__Exercise goal__.
With no word left out, write out the entire listing.
───── Entries supplied
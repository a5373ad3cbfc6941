pub mod request;
pub mod search;
pub mod detail;
pub mod storage;
pub mod persisted;
pub mod watched;
pub mod keyboard;
pub mod geolocation;
pub mod app;

#[cfg(test)]
pub(crate) mod test_support;

pub use search::{SearchFetcher, SearchState, DEFAULT_MIN_QUERY_LENGTH};
pub use detail::{DetailFetcher, DetailState};
pub use storage::{FileStorage, MemoryStorage, Storage, StorageError};
pub use persisted::PersistedCollection;
pub use watched::{AddOutcome, WatchedList, WatchedSummary, average, format_avg, DEFAULT_WATCHED_KEY};
pub use keyboard::{KeyBinding, KeyboardHub};
pub use geolocation::{Geolocation, GeolocationState};
pub use app::{App, AppError, Intent, RatingDraft, SearchInput, DEFAULT_TITLE};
──────────
__Expected answer__.
repository a5373ad3cbfc6941
pub mod request;
pub mod search;
pub mod detail;
pub mod storage;
pub mod persisted;
pub mod watched;
pub mod keyboard;
pub mod geolocation;
pub mod app;

#[cfg(test)]
pub(crate) mod test_support;

pub use search::{SearchFetcher, SearchState, DEFAULT_MIN_QUERY_LENGTH};
pub use detail::{DetailFetcher, DetailState};
pub use storage::{FileStorage, MemoryStorage, Storage, StorageError};
pub use persisted::PersistedCollection;
pub use watched::{AddOutcome, WatchedList, WatchedSummary, average, format_avg, DEFAULT_WATCHED_KEY};
pub use keyboard::{KeyBinding, KeyboardHub};
pub use geolocation::{Geolocation, GeolocationState};
pub use app::{App, AppError, Intent, RatingDraft, SearchInput, DEFAULT_TITLE};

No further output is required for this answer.